* _Listed entries_:
::::::::

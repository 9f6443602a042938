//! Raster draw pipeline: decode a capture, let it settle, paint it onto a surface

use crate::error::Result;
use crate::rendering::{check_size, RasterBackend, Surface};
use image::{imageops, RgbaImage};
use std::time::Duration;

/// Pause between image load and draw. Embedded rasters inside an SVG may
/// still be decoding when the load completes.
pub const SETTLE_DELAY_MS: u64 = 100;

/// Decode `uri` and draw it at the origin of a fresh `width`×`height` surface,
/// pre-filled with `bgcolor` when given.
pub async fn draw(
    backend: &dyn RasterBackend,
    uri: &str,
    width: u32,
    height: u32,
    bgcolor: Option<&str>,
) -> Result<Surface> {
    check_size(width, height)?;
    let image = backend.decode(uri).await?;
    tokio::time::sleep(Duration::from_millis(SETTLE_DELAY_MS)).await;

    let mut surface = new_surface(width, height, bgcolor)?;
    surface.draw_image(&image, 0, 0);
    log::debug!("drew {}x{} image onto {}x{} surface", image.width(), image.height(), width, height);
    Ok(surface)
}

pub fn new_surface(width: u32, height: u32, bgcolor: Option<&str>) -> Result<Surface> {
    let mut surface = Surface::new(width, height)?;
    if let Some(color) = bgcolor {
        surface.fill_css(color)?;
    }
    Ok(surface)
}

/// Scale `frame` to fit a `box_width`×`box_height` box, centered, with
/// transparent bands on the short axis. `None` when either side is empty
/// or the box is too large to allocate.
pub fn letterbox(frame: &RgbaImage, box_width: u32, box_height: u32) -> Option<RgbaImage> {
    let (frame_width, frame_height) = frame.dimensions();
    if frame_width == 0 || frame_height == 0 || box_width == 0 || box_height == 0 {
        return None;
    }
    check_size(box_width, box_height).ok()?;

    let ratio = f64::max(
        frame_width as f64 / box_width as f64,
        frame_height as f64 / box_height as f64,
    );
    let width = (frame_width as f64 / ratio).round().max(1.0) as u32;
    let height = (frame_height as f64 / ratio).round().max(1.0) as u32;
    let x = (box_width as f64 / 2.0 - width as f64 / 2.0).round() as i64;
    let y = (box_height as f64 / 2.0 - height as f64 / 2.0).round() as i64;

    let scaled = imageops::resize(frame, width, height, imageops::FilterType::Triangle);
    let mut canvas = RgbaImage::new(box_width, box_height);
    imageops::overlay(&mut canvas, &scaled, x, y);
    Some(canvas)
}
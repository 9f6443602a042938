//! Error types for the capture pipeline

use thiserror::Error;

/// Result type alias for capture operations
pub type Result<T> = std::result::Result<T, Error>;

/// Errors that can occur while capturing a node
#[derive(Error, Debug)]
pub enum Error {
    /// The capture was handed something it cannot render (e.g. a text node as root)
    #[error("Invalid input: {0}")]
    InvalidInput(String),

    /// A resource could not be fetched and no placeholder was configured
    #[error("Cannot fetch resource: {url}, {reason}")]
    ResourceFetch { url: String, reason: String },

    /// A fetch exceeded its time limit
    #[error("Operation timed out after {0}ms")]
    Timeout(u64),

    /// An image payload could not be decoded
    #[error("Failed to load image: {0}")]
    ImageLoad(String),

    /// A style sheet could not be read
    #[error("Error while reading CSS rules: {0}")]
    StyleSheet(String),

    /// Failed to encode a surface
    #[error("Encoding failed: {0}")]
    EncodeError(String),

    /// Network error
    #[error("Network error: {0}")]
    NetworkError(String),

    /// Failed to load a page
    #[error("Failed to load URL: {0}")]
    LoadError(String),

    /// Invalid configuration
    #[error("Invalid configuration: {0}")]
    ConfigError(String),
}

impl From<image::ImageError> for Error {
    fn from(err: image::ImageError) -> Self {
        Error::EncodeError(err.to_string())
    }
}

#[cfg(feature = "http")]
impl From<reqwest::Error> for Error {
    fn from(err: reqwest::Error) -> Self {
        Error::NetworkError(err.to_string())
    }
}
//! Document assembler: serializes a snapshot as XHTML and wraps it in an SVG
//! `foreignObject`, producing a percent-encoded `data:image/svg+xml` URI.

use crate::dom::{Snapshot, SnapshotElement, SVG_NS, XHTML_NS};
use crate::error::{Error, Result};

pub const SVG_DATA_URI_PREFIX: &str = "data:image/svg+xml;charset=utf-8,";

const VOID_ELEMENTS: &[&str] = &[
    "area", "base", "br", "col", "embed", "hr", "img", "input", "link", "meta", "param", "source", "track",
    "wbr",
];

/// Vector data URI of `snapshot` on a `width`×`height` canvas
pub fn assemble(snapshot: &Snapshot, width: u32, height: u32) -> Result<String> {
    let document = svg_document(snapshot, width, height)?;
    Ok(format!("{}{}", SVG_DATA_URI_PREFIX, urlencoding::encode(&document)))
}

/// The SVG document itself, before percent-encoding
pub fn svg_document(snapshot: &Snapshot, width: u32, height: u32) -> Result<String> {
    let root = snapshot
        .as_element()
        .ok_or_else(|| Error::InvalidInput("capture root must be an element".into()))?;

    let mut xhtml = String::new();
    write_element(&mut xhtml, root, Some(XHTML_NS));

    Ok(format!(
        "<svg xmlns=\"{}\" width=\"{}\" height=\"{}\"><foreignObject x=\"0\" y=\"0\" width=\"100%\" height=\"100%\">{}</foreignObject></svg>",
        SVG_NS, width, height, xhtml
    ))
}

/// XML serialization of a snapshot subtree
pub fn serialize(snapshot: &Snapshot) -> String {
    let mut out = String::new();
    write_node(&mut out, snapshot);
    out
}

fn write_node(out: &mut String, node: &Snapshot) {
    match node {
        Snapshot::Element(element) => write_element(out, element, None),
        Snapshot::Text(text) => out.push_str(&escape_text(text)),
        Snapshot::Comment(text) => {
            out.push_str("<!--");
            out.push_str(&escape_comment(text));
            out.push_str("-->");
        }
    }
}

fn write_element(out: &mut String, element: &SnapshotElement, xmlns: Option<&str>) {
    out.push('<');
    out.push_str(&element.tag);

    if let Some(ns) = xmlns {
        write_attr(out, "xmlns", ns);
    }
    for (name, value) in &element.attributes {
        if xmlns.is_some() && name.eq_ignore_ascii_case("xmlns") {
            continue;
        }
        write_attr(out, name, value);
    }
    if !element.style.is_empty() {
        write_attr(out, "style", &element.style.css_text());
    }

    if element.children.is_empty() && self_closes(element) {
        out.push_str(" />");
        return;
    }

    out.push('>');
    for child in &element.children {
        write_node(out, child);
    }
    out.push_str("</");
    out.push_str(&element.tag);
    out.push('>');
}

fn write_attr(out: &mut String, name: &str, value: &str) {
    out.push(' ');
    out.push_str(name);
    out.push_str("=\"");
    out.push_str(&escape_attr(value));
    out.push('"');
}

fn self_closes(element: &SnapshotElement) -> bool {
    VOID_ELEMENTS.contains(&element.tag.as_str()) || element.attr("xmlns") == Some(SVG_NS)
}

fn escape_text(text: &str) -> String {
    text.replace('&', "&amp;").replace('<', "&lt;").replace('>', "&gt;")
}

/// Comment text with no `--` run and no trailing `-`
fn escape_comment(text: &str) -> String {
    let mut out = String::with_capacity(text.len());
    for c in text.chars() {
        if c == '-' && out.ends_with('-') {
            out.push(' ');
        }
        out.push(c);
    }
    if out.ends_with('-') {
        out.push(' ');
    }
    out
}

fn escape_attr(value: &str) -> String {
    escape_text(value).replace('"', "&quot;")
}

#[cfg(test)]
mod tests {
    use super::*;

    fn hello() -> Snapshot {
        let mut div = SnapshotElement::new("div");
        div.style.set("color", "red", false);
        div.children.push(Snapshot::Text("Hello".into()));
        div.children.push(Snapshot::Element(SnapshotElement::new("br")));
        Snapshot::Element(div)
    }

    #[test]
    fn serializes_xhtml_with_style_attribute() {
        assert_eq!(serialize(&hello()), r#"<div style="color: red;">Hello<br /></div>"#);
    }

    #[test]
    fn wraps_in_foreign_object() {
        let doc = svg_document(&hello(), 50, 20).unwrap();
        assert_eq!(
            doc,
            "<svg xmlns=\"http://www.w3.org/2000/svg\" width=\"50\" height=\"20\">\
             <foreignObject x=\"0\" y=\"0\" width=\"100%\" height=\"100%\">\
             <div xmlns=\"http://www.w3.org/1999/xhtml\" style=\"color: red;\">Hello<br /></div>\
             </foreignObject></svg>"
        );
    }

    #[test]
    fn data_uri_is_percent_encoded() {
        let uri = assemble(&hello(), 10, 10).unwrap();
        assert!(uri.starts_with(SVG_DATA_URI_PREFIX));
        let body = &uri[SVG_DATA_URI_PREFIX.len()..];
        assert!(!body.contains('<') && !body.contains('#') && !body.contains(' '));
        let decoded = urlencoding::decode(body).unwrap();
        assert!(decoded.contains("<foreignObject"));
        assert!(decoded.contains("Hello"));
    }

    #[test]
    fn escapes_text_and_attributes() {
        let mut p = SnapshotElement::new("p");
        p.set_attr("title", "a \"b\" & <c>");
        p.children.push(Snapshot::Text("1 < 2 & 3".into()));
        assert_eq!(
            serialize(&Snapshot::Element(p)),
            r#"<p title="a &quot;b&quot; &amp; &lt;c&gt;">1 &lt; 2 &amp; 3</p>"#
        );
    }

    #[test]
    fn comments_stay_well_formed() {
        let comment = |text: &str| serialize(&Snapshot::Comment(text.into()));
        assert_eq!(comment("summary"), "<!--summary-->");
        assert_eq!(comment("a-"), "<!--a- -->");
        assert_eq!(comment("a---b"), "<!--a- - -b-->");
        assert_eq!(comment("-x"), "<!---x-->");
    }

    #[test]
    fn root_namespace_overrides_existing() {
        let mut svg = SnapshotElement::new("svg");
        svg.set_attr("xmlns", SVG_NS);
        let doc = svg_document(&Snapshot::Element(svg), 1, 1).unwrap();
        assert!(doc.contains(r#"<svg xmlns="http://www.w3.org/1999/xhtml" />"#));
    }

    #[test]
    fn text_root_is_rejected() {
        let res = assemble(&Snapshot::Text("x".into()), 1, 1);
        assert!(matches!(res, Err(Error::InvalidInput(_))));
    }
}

::::::::

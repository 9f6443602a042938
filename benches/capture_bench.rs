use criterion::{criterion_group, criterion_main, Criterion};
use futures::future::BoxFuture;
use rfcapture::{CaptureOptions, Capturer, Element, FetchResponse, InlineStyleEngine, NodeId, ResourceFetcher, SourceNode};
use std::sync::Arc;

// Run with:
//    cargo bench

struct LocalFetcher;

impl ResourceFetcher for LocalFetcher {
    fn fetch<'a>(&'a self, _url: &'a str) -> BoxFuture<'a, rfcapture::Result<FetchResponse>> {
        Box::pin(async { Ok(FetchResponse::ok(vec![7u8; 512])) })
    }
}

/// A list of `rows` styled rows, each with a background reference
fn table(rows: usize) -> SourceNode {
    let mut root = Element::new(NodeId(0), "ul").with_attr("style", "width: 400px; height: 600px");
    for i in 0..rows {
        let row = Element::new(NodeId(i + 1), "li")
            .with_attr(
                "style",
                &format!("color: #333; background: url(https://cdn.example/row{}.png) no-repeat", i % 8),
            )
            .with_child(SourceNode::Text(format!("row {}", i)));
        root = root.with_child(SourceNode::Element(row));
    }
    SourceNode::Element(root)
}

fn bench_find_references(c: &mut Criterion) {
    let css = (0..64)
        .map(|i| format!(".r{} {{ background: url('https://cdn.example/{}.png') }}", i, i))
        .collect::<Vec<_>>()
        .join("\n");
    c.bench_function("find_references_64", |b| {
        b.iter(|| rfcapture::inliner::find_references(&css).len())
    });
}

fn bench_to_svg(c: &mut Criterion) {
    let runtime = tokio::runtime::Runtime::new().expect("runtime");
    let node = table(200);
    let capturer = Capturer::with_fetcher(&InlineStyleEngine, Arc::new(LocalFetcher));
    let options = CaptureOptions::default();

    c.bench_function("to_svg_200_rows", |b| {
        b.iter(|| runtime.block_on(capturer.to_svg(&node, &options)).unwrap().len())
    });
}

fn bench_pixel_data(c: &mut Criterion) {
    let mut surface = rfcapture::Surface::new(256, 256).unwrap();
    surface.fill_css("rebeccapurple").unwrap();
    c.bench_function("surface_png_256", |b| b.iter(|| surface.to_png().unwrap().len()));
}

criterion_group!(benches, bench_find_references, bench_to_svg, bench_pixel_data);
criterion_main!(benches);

::::::::

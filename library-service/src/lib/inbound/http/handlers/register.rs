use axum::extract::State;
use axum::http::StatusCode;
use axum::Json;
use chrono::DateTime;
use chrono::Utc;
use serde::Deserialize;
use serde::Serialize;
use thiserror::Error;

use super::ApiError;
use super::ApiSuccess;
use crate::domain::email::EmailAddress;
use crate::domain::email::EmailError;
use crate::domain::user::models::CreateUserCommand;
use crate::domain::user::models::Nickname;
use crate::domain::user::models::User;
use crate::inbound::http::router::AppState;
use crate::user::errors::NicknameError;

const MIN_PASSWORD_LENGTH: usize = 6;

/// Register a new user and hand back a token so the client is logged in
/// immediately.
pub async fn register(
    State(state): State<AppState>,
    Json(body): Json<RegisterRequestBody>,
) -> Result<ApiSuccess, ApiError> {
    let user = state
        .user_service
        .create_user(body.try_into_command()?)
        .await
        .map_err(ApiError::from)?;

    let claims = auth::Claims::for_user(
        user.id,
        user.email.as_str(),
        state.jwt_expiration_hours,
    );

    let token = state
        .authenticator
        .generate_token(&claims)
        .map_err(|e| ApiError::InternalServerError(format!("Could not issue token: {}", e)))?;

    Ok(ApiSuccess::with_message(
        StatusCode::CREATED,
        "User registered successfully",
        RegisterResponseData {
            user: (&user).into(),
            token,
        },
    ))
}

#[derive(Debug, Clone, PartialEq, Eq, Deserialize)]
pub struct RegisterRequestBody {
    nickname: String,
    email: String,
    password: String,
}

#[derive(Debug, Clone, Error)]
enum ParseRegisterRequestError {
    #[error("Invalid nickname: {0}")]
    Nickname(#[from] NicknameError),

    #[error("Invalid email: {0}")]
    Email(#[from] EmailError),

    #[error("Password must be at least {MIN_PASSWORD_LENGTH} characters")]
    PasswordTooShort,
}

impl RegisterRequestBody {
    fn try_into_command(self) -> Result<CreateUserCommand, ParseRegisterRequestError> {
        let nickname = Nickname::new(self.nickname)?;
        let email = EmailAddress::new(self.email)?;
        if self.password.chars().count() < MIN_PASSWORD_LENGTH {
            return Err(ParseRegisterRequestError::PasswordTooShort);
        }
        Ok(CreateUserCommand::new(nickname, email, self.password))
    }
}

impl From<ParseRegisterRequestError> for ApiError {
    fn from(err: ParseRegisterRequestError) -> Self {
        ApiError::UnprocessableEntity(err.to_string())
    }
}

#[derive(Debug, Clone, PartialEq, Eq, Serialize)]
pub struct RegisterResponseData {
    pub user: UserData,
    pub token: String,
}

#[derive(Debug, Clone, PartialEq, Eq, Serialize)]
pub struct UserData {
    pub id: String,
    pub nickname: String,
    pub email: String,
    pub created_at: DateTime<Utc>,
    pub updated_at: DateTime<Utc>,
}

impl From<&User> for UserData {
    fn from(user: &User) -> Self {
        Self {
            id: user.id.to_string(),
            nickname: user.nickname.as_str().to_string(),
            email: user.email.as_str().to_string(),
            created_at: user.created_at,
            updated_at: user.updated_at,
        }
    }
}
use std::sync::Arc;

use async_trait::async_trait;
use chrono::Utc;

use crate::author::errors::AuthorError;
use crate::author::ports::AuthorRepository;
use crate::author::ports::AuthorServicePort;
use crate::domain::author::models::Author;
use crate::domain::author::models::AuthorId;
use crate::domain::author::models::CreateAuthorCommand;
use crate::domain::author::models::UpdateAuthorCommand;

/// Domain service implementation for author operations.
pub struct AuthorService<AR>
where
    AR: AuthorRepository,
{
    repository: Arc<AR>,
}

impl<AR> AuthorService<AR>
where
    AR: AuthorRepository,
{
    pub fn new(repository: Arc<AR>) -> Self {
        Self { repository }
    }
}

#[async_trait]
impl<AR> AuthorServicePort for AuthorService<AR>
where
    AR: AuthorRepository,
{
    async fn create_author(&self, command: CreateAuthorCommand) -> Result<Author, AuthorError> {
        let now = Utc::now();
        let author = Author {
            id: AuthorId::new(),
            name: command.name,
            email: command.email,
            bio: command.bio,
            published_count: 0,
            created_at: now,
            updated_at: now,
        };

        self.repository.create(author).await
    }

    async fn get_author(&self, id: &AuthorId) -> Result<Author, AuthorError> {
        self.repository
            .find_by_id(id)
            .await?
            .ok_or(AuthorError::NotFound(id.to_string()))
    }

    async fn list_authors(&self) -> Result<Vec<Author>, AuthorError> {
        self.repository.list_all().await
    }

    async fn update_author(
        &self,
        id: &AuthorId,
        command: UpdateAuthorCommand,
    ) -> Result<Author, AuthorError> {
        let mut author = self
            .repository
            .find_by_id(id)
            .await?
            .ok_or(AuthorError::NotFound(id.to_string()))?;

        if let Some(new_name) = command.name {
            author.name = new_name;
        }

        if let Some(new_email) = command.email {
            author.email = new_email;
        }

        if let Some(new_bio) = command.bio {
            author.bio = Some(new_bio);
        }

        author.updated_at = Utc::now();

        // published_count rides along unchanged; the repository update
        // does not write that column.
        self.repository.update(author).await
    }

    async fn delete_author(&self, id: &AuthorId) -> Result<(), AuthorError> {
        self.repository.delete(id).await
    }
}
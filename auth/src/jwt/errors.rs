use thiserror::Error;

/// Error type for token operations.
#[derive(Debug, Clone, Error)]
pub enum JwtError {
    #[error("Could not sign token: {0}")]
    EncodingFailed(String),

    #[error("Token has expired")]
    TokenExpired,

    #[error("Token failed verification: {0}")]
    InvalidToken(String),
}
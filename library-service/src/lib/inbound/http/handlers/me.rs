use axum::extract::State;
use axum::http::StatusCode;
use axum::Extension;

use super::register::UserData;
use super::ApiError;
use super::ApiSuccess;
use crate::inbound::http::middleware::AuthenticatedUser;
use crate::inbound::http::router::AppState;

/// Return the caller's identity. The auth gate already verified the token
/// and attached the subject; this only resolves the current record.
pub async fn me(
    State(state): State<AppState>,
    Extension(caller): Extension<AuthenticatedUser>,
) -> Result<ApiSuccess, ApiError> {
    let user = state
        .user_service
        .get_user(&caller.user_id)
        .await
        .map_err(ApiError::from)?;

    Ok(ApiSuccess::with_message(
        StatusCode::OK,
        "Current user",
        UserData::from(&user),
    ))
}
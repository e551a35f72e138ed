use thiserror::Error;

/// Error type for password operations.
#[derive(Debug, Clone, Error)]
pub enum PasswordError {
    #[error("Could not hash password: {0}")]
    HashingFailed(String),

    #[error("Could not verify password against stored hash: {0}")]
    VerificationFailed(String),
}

::::::::

What lines above hold the word "ResourceFetcher"? Pull each one out.

use rfcapture::{CaptureOptions, Capturer, Element, FetchResponse, InlineStyleEngine, NodeId, ResourceFetcher, SourceNode};
impl ResourceFetcher for LocalFetcher {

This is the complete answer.